We recently have moved across country so I can see how he likes to keep in touch with friends through this game, but honestly he's been at this same habit for years. It seems as though his life is built around the game -- ok I will stop to spend a little time with the family, but go back to what I really want to do. Ok I will change a diaper, now back to the game. He used to work nights, come home at 3 a.m. and play until 7 a.m., sleep the day away and then go right back to work. I never saw him! Now that he is on days (only has been for about a month 1/2) I at least see him more and on weekends, but he still rather play his games then do most things.
I'm wondering if you can offer me any advice. I don't want to "make him" quit and deprive him of his game-time, but I don't think he should be on there hour after hour while I'm taking care of the kids on my own (a 2 year old and a 4 month old that need a lot of attention).
Also in our relationship, he really tries to make me the "mother" role, which I refuse to play. Like when I try to wake him up to attend an event. He groans and acts like a baby and doesn't get up. I missed my best fried's mother's funeral because I just couldn't get him out of bed. He also groans and whines when I ask him to do other things -- such as chores around the house, taking the garbage out, etc. I am the oldest in my family and he is the youngest, so it's easy to sometimes fall into that role. I just wish he'd stop making me treat him like a child and that he could step up and become more responsible in life.

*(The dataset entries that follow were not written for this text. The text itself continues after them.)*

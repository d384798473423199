//! WebSocket factory implementation.
//!
//! The factory is the only place that decides which backend an instance
//! runs on.

// ============================================================================
// Imports
// ============================================================================

use std::fmt;
use std::sync::Arc;
#[cfg(any(target_arch = "wasm32", test))]
use std::sync::LazyLock;

use serde::{Deserialize, Serialize};
use tracing::debug;

use crate::bridge::{BridgeSocket, ForeignBridge};
use crate::client::{BackendKind, WebSocket};
use crate::error::Result;

#[cfg(not(target_arch = "wasm32"))]
use crate::client::NativeSocket;
#[cfg(not(target_arch = "wasm32"))]
use crate::factory::options::NativeOptions;

use super::builder::FactoryBuilder;

// ============================================================================
// Environment
// ============================================================================

/// Execution environment the crate was built for.
#[derive(Debug, Clone, Copy, PartialEq, Eq, Hash, Serialize, Deserialize)]
pub enum Environment {
    /// Real OS sockets and threads.
    Native,
    /// Sandboxed host that owns the sockets, e.g. `wasm32` in a page.
    Sandboxed,
}

impl Environment {
    /// Returns the environment of the current build target.
    #[inline]
    #[must_use]
    pub const fn detect() -> Self {
        if cfg!(target_arch = "wasm32") {
            Self::Sandboxed
        } else {
            Self::Native
        }
    }
}

impl fmt::Display for Environment {
    fn fmt(&self, f: &mut fmt::Formatter<'_>) -> fmt::Result {
        match self {
            Self::Native => f.write_str("native"),
            Self::Sandboxed => f.write_str("sandboxed"),
        }
    }
}

// ============================================================================
// Backend
// ============================================================================

/// Default bridge for sandboxed builds.
///
/// One allocation per process: the registry binds to a single bridge by
/// identity, so every default factory must hand out the same `Arc`.
#[cfg(target_arch = "wasm32")]
static PLATFORM_BRIDGE: LazyLock<Arc<dyn ForeignBridge>> =
    LazyLock::new(|| Arc::new(crate::bridge::JsLibBridge));

/// Backend selected for new instances.
#[derive(Clone)]
pub(crate) enum Backend {
    /// In-process sockets with the given options.
    #[cfg(not(target_arch = "wasm32"))]
    Native(NativeOptions),
    /// Host sockets through a bridge.
    Bridge(Arc<dyn ForeignBridge>),
}

impl Backend {
    /// Backend for the current build target.
    fn platform_default() -> Self {
        #[cfg(target_arch = "wasm32")]
        {
            Self::shared_bridge(&PLATFORM_BRIDGE)
        }
        #[cfg(not(target_arch = "wasm32"))]
        {
            Self::Native(NativeOptions::default())
        }
    }

    /// Bridge backend over a process-wide bridge.
    #[cfg(any(target_arch = "wasm32", test))]
    fn shared_bridge(bridge: &'static LazyLock<Arc<dyn ForeignBridge>>) -> Self {
        Self::Bridge(Arc::clone(LazyLock::force(bridge)))
    }

    fn kind(&self) -> BackendKind {
        match self {
            #[cfg(not(target_arch = "wasm32"))]
            Self::Native(_) => BackendKind::Native,
            Self::Bridge(_) => BackendKind::Bridge,
        }
    }
}

// ============================================================================
// WebSocketFactory
// ============================================================================

/// Creates [`WebSocket`] clients on the backend for the environment.
///
/// # Example
///
/// ```no_run
/// use hybrid_websocket::WebSocketFactory;
///
/// # fn example() -> hybrid_websocket::Result<()> {
/// let factory = WebSocketFactory::new();
/// let ws = factory.create("ws://127.0.0.1:9001")?;
/// ws.on_open(|| println!("open"));
/// ws.connect()?;
/// # Ok(())
/// # }
/// ```
#[derive(Clone)]
pub struct WebSocketFactory {
    backend: Backend,
}

impl fmt::Debug for WebSocketFactory {
    fn fmt(&self, f: &mut fmt::Formatter<'_>) -> fmt::Result {
        f.debug_struct("WebSocketFactory")
            .field("backend", &self.backend.kind())
            .finish()
    }
}

impl Default for WebSocketFactory {
    fn default() -> Self {
        Self::new()
    }
}

// ============================================================================
// WebSocketFactory - Constructors
// ============================================================================

impl WebSocketFactory {
    /// Creates a factory for the detected environment.
    #[must_use]
    pub fn new() -> Self {
        Self::from_backend(Backend::platform_default())
    }

    /// Creates a factory that allocates every client through `bridge`.
    #[must_use]
    pub fn with_bridge(bridge: Arc<dyn ForeignBridge>) -> Self {
        Self::from_backend(Backend::Bridge(bridge))
    }

    /// Creates a factory configuration builder.
    #[inline]
    #[must_use]
    pub fn builder() -> FactoryBuilder {
        FactoryBuilder::new()
    }

    pub(crate) fn from_backend(backend: Backend) -> Self {
        Self { backend }
    }
}

// ============================================================================
// WebSocketFactory - Public API
// ============================================================================

impl WebSocketFactory {
    /// Returns the backend new clients run on.
    #[inline]
    #[must_use]
    pub fn backend(&self) -> BackendKind {
        self.backend.kind()
    }

    /// Returns the environment new clients target.
    #[inline]
    #[must_use]
    pub fn environment(&self) -> Environment {
        match self.backend.kind() {
            BackendKind::Native => Environment::Native,
            BackendKind::Bridge => Environment::Sandboxed,
        }
    }

    /// Creates a client for `url`. Does not connect.
    ///
    /// # Errors
    ///
    /// - native: unexpected error if the URL or options are invalid
    /// - bridge: the typed error for a negative allocation status, or an
    ///   unexpected error if the URL contains a NUL byte
    pub fn create(&self, url: &str) -> Result<Box<dyn WebSocket>> {
        debug!(url, backend = %self.backend.kind(), "Creating WebSocket client");

        match &self.backend {
            #[cfg(not(target_arch = "wasm32"))]
            Backend::Native(options) => Ok(Box::new(NativeSocket::new(url, options.clone())?)),
            Backend::Bridge(bridge) => Ok(Box::new(BridgeSocket::create(url, Arc::clone(bridge))?)),
        }
    }
}

// ============================================================================
// Tests
// ============================================================================
//! Foreign interface of the bridge backend.
//!
//! Outbound calls go through [`ForeignBridge`]. Inbound callbacks arrive
//! through the four function pointers in [`BridgeHooks`], which the host
//! stores once and calls with the instance handle.
//!
//! # Status Convention
//!
//! Every fallible outbound call returns an `i32`: zero or a positive value on
//! success, a negative status from [`ErrorKind::from_status`] on failure.
//!
//! [`ErrorKind::from_status`]: crate::ErrorKind::from_status

// ============================================================================
// Imports
// ============================================================================

use std::ffi::{CStr, c_char};
use std::panic::{self, AssertUnwindSafe};

use tracing::{error, trace};

use crate::bridge::registry::InstanceRegistry;
use crate::identifiers::Handle;

// ============================================================================
// Hook Types
// ============================================================================

/// Called when the host socket opens: `(handle)`.
pub type OpenHook = extern "C" fn(i32);

/// Called for each received message: `(handle, data, len)`.
///
/// `data` is only valid for the duration of the call.
pub type MessageHook = unsafe extern "C" fn(i32, *const u8, i32);

/// Called for each error report: `(handle, message)`.
///
/// `message` is a NUL-terminated string valid for the duration of the call.
pub type ErrorHook = unsafe extern "C" fn(i32, *const c_char);

/// Called when the host socket closes: `(handle, close_code)`.
pub type CloseHook = extern "C" fn(i32, i32);

/// Callback table handed to the host once.
#[derive(Debug, Clone, Copy)]
pub struct BridgeHooks {
    /// Open callback.
    pub on_open: OpenHook,
    /// Message callback.
    pub on_message: MessageHook,
    /// Error callback.
    pub on_error: ErrorHook,
    /// Close callback.
    pub on_close: CloseHook,
}

impl BridgeHooks {
    /// Hooks that route every callback through [`InstanceRegistry::global`].
    #[must_use]
    pub fn registry() -> Self {
        Self {
            on_open: open_hook,
            on_message: message_hook,
            on_error: error_hook,
            on_close: close_hook,
        }
    }
}

// ============================================================================
// ForeignBridge
// ============================================================================

/// Handle-keyed interface to a socket owned by the host.
///
/// Implementations forward to the host unchanged; all contract checks happen
/// in [`BridgeSocket`](crate::bridge::BridgeSocket).
pub trait ForeignBridge: Send + Sync {
    /// Creates a host socket for `url`. Returns the new handle or a status.
    fn allocate(&self, url: &CStr) -> i32;

    /// Releases a host socket, closing it if still connected.
    fn free(&self, handle: Handle);

    /// Starts connecting.
    fn connect(&self, handle: Handle) -> i32;

    /// Starts the close handshake.
    fn close(&self, handle: Handle, code: u16, reason: Option<&CStr>) -> i32;

    /// Sends a binary message.
    fn send(&self, handle: Handle, data: &[u8]) -> i32;

    /// Sends a text message.
    fn send_text(&self, handle: Handle, text: &CStr) -> i32;

    /// Returns the ready-state integer or a status.
    fn get_state(&self, handle: Handle) -> i32;

    /// Stores the callback table. Called once per process.
    fn install_hooks(&self, hooks: BridgeHooks);
}

// ============================================================================
// Hooks
// ============================================================================

/// Runs a dispatch, keeping handler panics on this side of the boundary.
fn guarded(hook: &'static str, handle: i32, dispatch: impl FnOnce()) {
    if panic::catch_unwind(AssertUnwindSafe(dispatch)).is_err() {
        error!(handle, hook, "Event handler panicked");
    }
}

extern "C" fn open_hook(handle: i32) {
    guarded("open", handle, || {
        InstanceRegistry::global().dispatch_open(Handle::new(handle));
    });
}

/// # Safety
///
/// `data` must be null or point to `len` readable bytes.
unsafe extern "C" fn message_hook(handle: i32, data: *const u8, len: i32) {
    if data.is_null() {
        trace!(handle, "Null message payload dropped");
        return;
    }

    let len = usize::try_from(len).unwrap_or(0);
    // SAFETY: the host passes a buffer of `len` bytes that outlives this call.
    let payload = unsafe { std::slice::from_raw_parts(data, len) }.to_vec();

    guarded("message", handle, || {
        InstanceRegistry::global().dispatch_message(Handle::new(handle), &payload);
    });
}

/// # Safety
///
/// `message` must be null or point to a NUL-terminated string.
unsafe extern "C" fn error_hook(handle: i32, message: *const c_char) {
    let message = if message.is_null() {
        String::new()
    } else {
        // SAFETY: the host passes a NUL-terminated string that outlives this call.
        unsafe { CStr::from_ptr(message) }
            .to_string_lossy()
            .into_owned()
    };

    guarded("error", handle, || {
        InstanceRegistry::global().dispatch_error(Handle::new(handle), &message);
    });
}

extern "C" fn close_hook(handle: i32, code: i32) {
    guarded("close", handle, || {
        InstanceRegistry::global().dispatch_close(Handle::new(handle), code);
    });
}

// ============================================================================
// Tests
// ============================================================================
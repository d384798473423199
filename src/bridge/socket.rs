//! Bridge backend adapter.
//!
//! [`BridgeSocket`] drives a socket owned by the host through a
//! [`ForeignBridge`]. The host is authoritative for the connection state:
//! every operation reads it first, applies the same guards as the native
//! backend, then forwards the call and checks the returned status.

// ============================================================================
// Imports
// ============================================================================

use std::ffi::CString;
use std::fmt;
use std::sync::Arc;
use std::sync::atomic::{AtomicBool, Ordering};

use tracing::{debug, trace, warn};

use crate::bridge::ffi::ForeignBridge;
use crate::bridge::registry::InstanceRegistry;
use crate::client::{BackendKind, SocketEvents, WebSocket};
use crate::error::{Error, Result};
use crate::identifiers::Handle;
use crate::protocol::{CloseCode, ConnectionState};

// ============================================================================
// BridgeShared
// ============================================================================

/// Per-handle state reachable from host callbacks.
pub(crate) struct BridgeShared {
    handle: Handle,
    alive: AtomicBool,
    events: SocketEvents,
}

impl BridgeShared {
    pub(crate) fn new(handle: Handle) -> Self {
        Self {
            handle,
            alive: AtomicBool::new(false),
            events: SocketEvents::new(),
        }
    }

    #[inline]
    pub(crate) fn handle(&self) -> Handle {
        self.handle
    }

    #[inline]
    pub(crate) fn events(&self) -> &SocketEvents {
        &self.events
    }

    #[inline]
    pub(crate) fn is_alive(&self) -> bool {
        self.alive.load(Ordering::SeqCst)
    }

    pub(crate) fn handle_open(&self) {
        debug!(handle = %self.handle, "Opened");
        self.alive.store(true, Ordering::SeqCst);
        self.events.emit_open();
    }

    pub(crate) fn handle_message(&self, data: &[u8]) {
        trace!(handle = %self.handle, len = data.len(), "Message received");
        self.alive.store(true, Ordering::SeqCst);
        self.events.emit_message(data);
    }

    pub(crate) fn handle_error(&self, message: &str) {
        debug!(handle = %self.handle, error = message, "Error reported");
        self.events.emit_error(message);
    }

    pub(crate) fn handle_close(&self, code: i32) {
        let code = CloseCode::from_code(code);
        debug!(handle = %self.handle, %code, "Closed");
        self.alive.store(false, Ordering::SeqCst);
        self.events.emit_close(code);
    }
}

// ============================================================================
// BridgeSocket
// ============================================================================

/// WebSocket client whose socket lives on the other side of a
/// [`ForeignBridge`].
///
/// Dropping the socket unregisters its handle, then frees the host socket.
pub struct BridgeSocket {
    shared: Arc<BridgeShared>,
    bridge: Arc<dyn ForeignBridge>,
    registry: Arc<InstanceRegistry>,
}

impl fmt::Debug for BridgeSocket {
    fn fmt(&self, f: &mut fmt::Formatter<'_>) -> fmt::Result {
        f.debug_struct("BridgeSocket")
            .field("handle", &self.shared.handle)
            .field("events", &self.shared.events)
            .finish_non_exhaustive()
    }
}

// ============================================================================
// BridgeSocket - Constructor
// ============================================================================

impl BridgeSocket {
    /// Allocates a host socket for `url` and registers it.
    ///
    /// Installs the registry hooks on `bridge` first if needed. Does not
    /// connect.
    ///
    /// # Errors
    ///
    /// - the typed error for a negative allocation status
    /// - unexpected error if `url` contains a NUL byte, the registry is bound
    ///   to another bridge, or the handle is already registered
    pub fn create(url: &str, bridge: Arc<dyn ForeignBridge>) -> Result<Self> {
        let registry = Arc::clone(InstanceRegistry::global());
        registry.initialize(&bridge)?;

        let url = CString::new(url).map_err(|e| Error::wrap("Failed to create WebSocket client.", e))?;
        let handle = Handle::new(Error::check_status(bridge.allocate(&url))?);

        let shared = Arc::new(BridgeShared::new(handle));
        if let Err(e) = registry.register(Arc::clone(&shared)) {
            bridge.free(handle);
            return Err(e);
        }

        debug!(%handle, "Bridge socket created");

        Ok(Self {
            shared,
            bridge,
            registry,
        })
    }

    /// Returns the host handle.
    #[inline]
    #[must_use]
    pub fn handle(&self) -> Handle {
        self.shared.handle
    }

    /// Returns the host state, surfacing a negative status as an error.
    ///
    /// # Errors
    ///
    /// The typed error for the status, e.g. `InstanceNotFound`.
    pub fn try_state(&self) -> Result<ConnectionState> {
        let raw = Error::check_status(self.bridge.get_state(self.handle()))?;
        Ok(ConnectionState::from_ready_state(raw))
    }
}

// ============================================================================
// BridgeSocket - WebSocket
// ============================================================================

impl WebSocket for BridgeSocket {
    fn connect(&self) -> Result<()> {
        self.try_state()?.ensure_can_connect()?;
        Error::check_status(self.bridge.connect(self.handle()))?;
        debug!(handle = %self.handle(), "Connect requested");
        Ok(())
    }

    fn close(&self, code: CloseCode, reason: Option<&str>) -> Result<()> {
        self.try_state()?.ensure_can_close()?;
        code.validate_close(reason)?;

        let reason = reason
            .map(CString::new)
            .transpose()
            .map_err(|e| Error::wrap("Failed to close the connection.", e))?;

        Error::check_status(
            self.bridge
                .close(self.handle(), code.code(), reason.as_deref()),
        )?;
        debug!(handle = %self.handle(), %code, "Close requested");
        Ok(())
    }

    fn send(&self, data: &[u8]) -> Result<()> {
        self.try_state()?.ensure_can_send()?;
        Error::check_status(self.bridge.send(self.handle(), data))?;
        trace!(handle = %self.handle(), len = data.len(), "Binary message sent");
        Ok(())
    }

    fn send_text(&self, text: &str) -> Result<()> {
        self.try_state()?.ensure_can_send()?;
        let text_c = CString::new(text).map_err(|e| Error::wrap("Failed to send message.", e))?;
        Error::check_status(self.bridge.send_text(self.handle(), &text_c))?;
        trace!(handle = %self.handle(), len = text.len(), "Text message sent");
        Ok(())
    }

    fn state(&self) -> ConnectionState {
        let raw = self.bridge.get_state(self.handle());
        if !(0..=3).contains(&raw) {
            warn!(handle = %self.handle(), state = raw, "Unexpected host state, treating as closed");
        }
        ConnectionState::from_ready_state(raw)
    }

    fn is_alive(&self) -> bool {
        self.shared.is_alive()
    }

    fn events(&self) -> &SocketEvents {
        self.shared.events()
    }

    fn backend(&self) -> BackendKind {
        BackendKind::Bridge
    }
}

impl Drop for BridgeSocket {
    fn drop(&mut self) {
        let handle = self.handle();
        self.registry.unregister(handle);
        self.bridge.free(handle);
        debug!(%handle, "Bridge socket freed");
    }
}

// ============================================================================
// Tests
// ============================================================================
//! Widget components for the TUI

pub mod alert;
pub mod header;
pub mod modal_overlay;
pub mod port_panel;
pub mod status_bar;
pub mod table_view;
pub mod waveform_pane;

pub use alert::AlertModal;
pub use header::MainHeader;
pub use port_panel::PortList;
pub use status_bar::StatusBar;
pub use table_view::TableView;
pub use waveform_pane::WaveformPane;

I think that in some ways my husband was ignored growing up, being the youngest of 4, so his parents had seemed to try to make up for it but coddling him at times. He was diagnosed w/ A.D.D. so because of it my mother-in-law blamed a lot of his "lazy ways" on it. Even now she tries telling me that "her son needs exact direction to get things done, like when he was a boy. Ok put this toy away. Not put that toy away." I think she's raised him to only respond to people TELLING him to do, rather than him doing it for himself. Even then he tries to fight it.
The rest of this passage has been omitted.